Beware office admits: If your physician doesn't often admit patients, you may stumble if he admits a patient directly from the outpatient office. Remember, unless the physician also sees the patient in the hospital on the admission date, you can only report a new or established patient visit or consultation, Hvizdash says. If your physician renders initial treatment in the hospital on the following day, you can then bill an initial hospital care code. Otherwise, a treating physician at the hospital will bill for the service.

Even if you don't get to bill for initial hospital care, the good news is a patient admission may increase your office E/M level of service because it involves extra paper work and decision making, Hvizdash adds.
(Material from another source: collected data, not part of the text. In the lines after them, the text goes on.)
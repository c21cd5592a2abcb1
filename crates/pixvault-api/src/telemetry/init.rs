use tracing_subscriber::{
    fmt::format::Format, layer::SubscriberExt, util::SubscriberInitExt, EnvFilter,
};

const DEFAULT_FILTER: &str = "pixvault=debug,tower_http=debug";

/// Initialize tracing. `log_format` = "json" switches the console output to JSON lines.
pub fn init_telemetry(log_format: &str) -> Result<(), Box<dyn std::error::Error + Send + Sync>> {
    let filter = EnvFilter::try_from_default_env().unwrap_or_else(|_| DEFAULT_FILTER.into());

    if log_format == "json" {
        tracing_subscriber::registry()
            .with(filter)
            .with(tracing_subscriber::fmt::layer().json())
            .try_init()?;
    } else {
        let console_fmt = tracing_subscriber::fmt::layer().event_format(
            Format::default()
                .compact()
                .with_target(false)
                .without_time(),
        );
        tracing_subscriber::registry()
            .with(filter)
            .with(console_fmt)
            .try_init()?;
    }

    tracing::debug!(log_format = %log_format, "Tracing initialized");
    Ok(())
}

pub async fn shutdown_telemetry() {
    tracing::debug!("Telemetry shutdown");
}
3. Add up all documentation to determine level of service.

Medicare and most other payers will only pay for one E/M service in a 24-hour period, Hammer says (the only exception to this rule is if the physician renders critical care services and another E/M on the same date of service).
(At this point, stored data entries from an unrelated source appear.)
#[cfg(test)]
mod tests {
    use super::*;
    use async_trait::async_trait;
    use std::collections::BTreeMap;
    use std::sync::atomic::{AtomicUsize, Ordering};
    use std::time::Duration;
    use tempfile::{tempdir, TempDir};

    /// Writes a marker instead of pixels and counts calls.
    #[derive(Default)]
    struct FakeTranscoder {
        calls: AtomicUsize,
        fail: bool,
    }

    #[async_trait]
    impl Transcoder for FakeTranscoder {
        async fn transcode(
            &self,
            _source: &Path,
            destination: &Path,
            resize: ResizeRequest,
        ) -> ProcessingResult<()> {
            self.calls.fetch_add(1, Ordering::SeqCst);
            tokio::time::sleep(Duration::from_millis(50)).await;
            tokio::fs::write(destination, format!("{:?}", resize)).await?;
            if self.fail {
                return Err(ProcessingError::TranscodeFailure("boom".to_string()));
            }
            Ok(())
        }

        fn name(&self) -> &'static str {
            "fake"
        }
    }

    async fn setup(transcoder: Arc<FakeTranscoder>) -> (TempDir, AssetStore, VariantResolver) {
        let dir = tempdir().unwrap();
        let mut dirs = BTreeMap::new();
        for category in StorageCategory::ALL {
            dirs.insert(category, dir.path().join(category.as_str()));
        }
        let store = AssetStore::new(dirs, dir.path().join(".staging"), dir.path().join("cache"))
            .await
            .unwrap();
        std::fs::write(dir.path().join("postImage").join("abc.png"), b"original").unwrap();

        let resolver = VariantResolver::new(store.clone(), transcoder, 8192);
        (dir, store, resolver)
    }

    fn cache_entries(store: &AssetStore) -> Vec<String> {
        let mut names: Vec<String> = std::fs::read_dir(store.cache_dir())
            .unwrap()
            .map(|e| e.unwrap().file_name().to_string_lossy().to_string())
            .collect();
        names.sort();
        names
    }

    #[tokio::test]
    async fn test_no_dimensions_returns_original() {
        let transcoder = Arc::new(FakeTranscoder::default());
        let (dir, _store, resolver) = setup(transcoder.clone()).await;

        let resolved = resolver
            .resolve(StorageCategory::Post, "abc.png", ResizeRequest::default())
            .await
            .unwrap();

        assert_eq!(resolved.source, VariantSource::Original);
        assert_eq!(resolved.path, dir.path().join("postImage").join("abc.png"));
        assert_eq!(transcoder.calls.load(Ordering::SeqCst), 0);
    }

    #[tokio::test]
    async fn test_miss_then_hit() {
        let transcoder = Arc::new(FakeTranscoder::default());
        let (_dir, store, resolver) = setup(transcoder.clone()).await;
        let resize = ResizeRequest::new(Some(100), None);

        let first = resolver
            .resolve(StorageCategory::Post, "abc.png", resize)
            .await
            .unwrap();
        assert_eq!(first.source, VariantSource::Transcoded);

        let second = resolver
            .resolve(StorageCategory::Post, "abc.png", resize)
            .await
            .unwrap();
        assert_eq!(second.source, VariantSource::CacheHit);
        assert_eq!(first.path, second.path);
        assert_eq!(transcoder.calls.load(Ordering::SeqCst), 1);

        assert_eq!(
            cache_entries(&store),
            vec![cache_file_name(StorageCategory::Post, "abc.png", &resize)]
        );
        assert_eq!(resolver.in_flight().await, 0);
    }

    #[tokio::test]
    async fn test_concurrent_misses_share_one_transcode() {
        let transcoder = Arc::new(FakeTranscoder::default());
        let (_dir, _store, resolver) = setup(transcoder.clone()).await;
        let resolver = Arc::new(resolver);
        let resize = ResizeRequest::new(Some(64), Some(64));

        let tasks: Vec<_> = (0..8)
            .map(|_| {
                let resolver = resolver.clone();
                tokio::spawn(async move {
                    resolver
                        .resolve(StorageCategory::Post, "abc.png", resize)
                        .await
                })
            })
            .collect();

        let mut paths = Vec::new();
        for task in tasks {
            paths.push(task.await.unwrap().unwrap().path);
        }

        assert_eq!(transcoder.calls.load(Ordering::SeqCst), 1);
        assert!(paths.windows(2).all(|w| w[0] == w[1]));
    }

    #[tokio::test]
    async fn test_distinct_sizes_transcode_separately() {
        let transcoder = Arc::new(FakeTranscoder::default());
        let (_dir, store, resolver) = setup(transcoder.clone()).await;

        for resize in [
            ResizeRequest::new(Some(100), None),
            ResizeRequest::new(None, Some(100)),
            ResizeRequest::new(Some(100), Some(100)),
        ] {
            resolver
                .resolve(StorageCategory::Post, "abc.png", resize)
                .await
                .unwrap();
        }

        assert_eq!(transcoder.calls.load(Ordering::SeqCst), 3);
        assert_eq!(cache_entries(&store).len(), 3);
    }

    #[tokio::test]
    async fn test_missing_original_is_not_found() {
        let transcoder = Arc::new(FakeTranscoder::default());
        let (_dir, store, resolver) = setup(transcoder.clone()).await;

        let result = resolver
            .resolve(
                StorageCategory::Post,
                "missing.png",
                ResizeRequest::new(Some(100), None),
            )
            .await;

        assert!(matches!(result, Err(ProcessingError::NotFound(_))));
        assert!(cache_entries(&store).is_empty());
        assert_eq!(transcoder.calls.load(Ordering::SeqCst), 0);
    }

    #[tokio::test]
    async fn test_original_in_other_category_is_not_found() {
        let transcoder = Arc::new(FakeTranscoder::default());
        let (_dir, _store, resolver) = setup(transcoder).await;

        let result = resolver
            .resolve(StorageCategory::Profile, "abc.png", ResizeRequest::default())
            .await;
        assert!(matches!(result, Err(ProcessingError::NotFound(_))));
    }

    #[tokio::test]
    async fn test_traversal_name_is_not_found() {
        let transcoder = Arc::new(FakeTranscoder::default());
        let (_dir, _store, resolver) = setup(transcoder).await;

        let result = resolver
            .resolve(
                StorageCategory::Post,
                "../postImage/abc.png",
                ResizeRequest::default(),
            )
            .await;
        assert!(matches!(result, Err(ProcessingError::NotFound(_))));
    }

    #[tokio::test]
    async fn test_failed_transcode_leaves_no_file() {
        let transcoder = Arc::new(FakeTranscoder {
            fail: true,
            ..Default::default()
        });
        let (_dir, store, resolver) = setup(transcoder.clone()).await;
        let resize = ResizeRequest::new(Some(100), None);

        let result = resolver
            .resolve(StorageCategory::Post, "abc.png", resize)
            .await;
        assert!(matches!(result, Err(ProcessingError::TranscodeFailure(_))));
        assert!(cache_entries(&store).is_empty());
        assert_eq!(resolver.in_flight().await, 0);

        // The failure is not cached; the next request tries again.
        let _ = resolver
            .resolve(StorageCategory::Post, "abc.png", resize)
            .await;
        assert_eq!(transcoder.calls.load(Ordering::SeqCst), 2);
    }

    #[tokio::test]
    async fn test_invalid_dimensions_rejected() {
        let transcoder = Arc::new(FakeTranscoder::default());
        let (_dir, _store, resolver) = setup(transcoder.clone()).await;

        for resize in [
            ResizeRequest::new(Some(0), None),
            ResizeRequest::new(None, Some(9000)),
        ] {
            let result = resolver
                .resolve(StorageCategory::Post, "abc.png", resize)
                .await;
            assert!(matches!(result, Err(ProcessingError::InvalidDimensions(_))));
        }
        assert_eq!(transcoder.calls.load(Ordering::SeqCst), 0);
    }
}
Add as you go: Because your physician may have several encounters with a patient during the day of admission and initial hospital care, you need to carefully add up all the services rendered so you can report the highest level code appropriate, Hammer says.
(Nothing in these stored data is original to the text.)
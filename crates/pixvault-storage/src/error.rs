//! Storage errors

use thiserror::Error;

/// Storage operation errors
#[derive(Debug, Error)]
pub enum StorageError {
    #[error("Write failed: {0}")]
    WriteFailed(String),

    #[error("Delete failed: {0}")]
    DeleteFailed(String),

    #[error("File not found: {0}")]
    NotFound(String),

    #[error("Invalid file name: {0}")]
    InvalidName(String),

    #[error("IO error: {0}")]
    IoError(#[from] std::io::Error),

    #[error("Configuration error: {0}")]
    ConfigError(String),
}

/// Result type for storage operations
pub type StorageResult<T> = Result<T, StorageError>;
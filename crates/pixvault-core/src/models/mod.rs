//! Domain models

pub mod category;
pub mod media;

pub use category::StorageCategory;
pub use media::{ResizeRequest, UploadResponse};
Example: Suppose your physician treats a patient with chest pain in the emergency department, then places the patient under observation status and later the same day admits the patient and performs initial bedside care. "You can combine documentation from all of these services," Hammer advises. "You may have enough documentation to support a 99223, depending on how acute the patient is."

Teaching physicians beware: In a busy hospital setting, a physician may render the first exam and document it in the medical record, but residents may tend to all subsequent patient encounters. In order for a resident's documentation to count toward the overall level of service for the day, a teaching physician attestation must be present in the medical record for each of the resident's patient encounters.

At the bare minimum, a teaching physician attestation has to state the attending physician had face-to-face contact with the patient and performed his own examination, Hvizdash says. The physician must also reference the resident's notes on the patient - either agreeing or disagreeing with the resident's observations and plan of care, she says.

Choose carefully: If you are selecting a level of service for an initial encounter or any subsequent visits by both the physician and resident without a teaching physician attestation, you should only base your level of service on the physician's documentation, Hvizdash advises.

Tip: Physicians can increase their reimbursement if they spend a few extra minutes on more detailed documentation and follow-up on resident-patient encounters.

4. Use prolonged services codes for extended time.

You should report prolonged inpatient services codes (99356, 99357) when the physician spends time above and beyond the initial hospital care code's estimated time allotment. Prolonged services codes are especially helpful with acutely ill patients who don't meet the definition of critical care, but who consume a great deal of the physician's time, Hammer says. For example, if your physician's documentation qualifies for a 99223, but he spent 60 additional minutes (beyond the 70 minutes included in the 99233) on the patient's floor rendering and coordinating care, you would report 99223 and 99356.

Don't Forget Discharges

Selecting the appropriate hospital discharge code (99238, 99239) is much simpler than selecting an initial hospital care code: 30 minutes or less merits 99238, more than 30 minutes merits 99239. Although documentation of all work surrounding a discharge is important, CPT specifies you only need to note the amount of time the physician spent orchestrating the patient's discharge The problem is physicians often report 99238 for the first patient encounter of the day and don't account for additional time spent considering other options for the patient, Hvizdash notes.

Suggestion: Be sure to document and add up any time spent considering the details of a patient's discharge or other options such as rehab or home care. An additional 10 minutes here and there can easily boost you up to a 99239, Hvizdash says.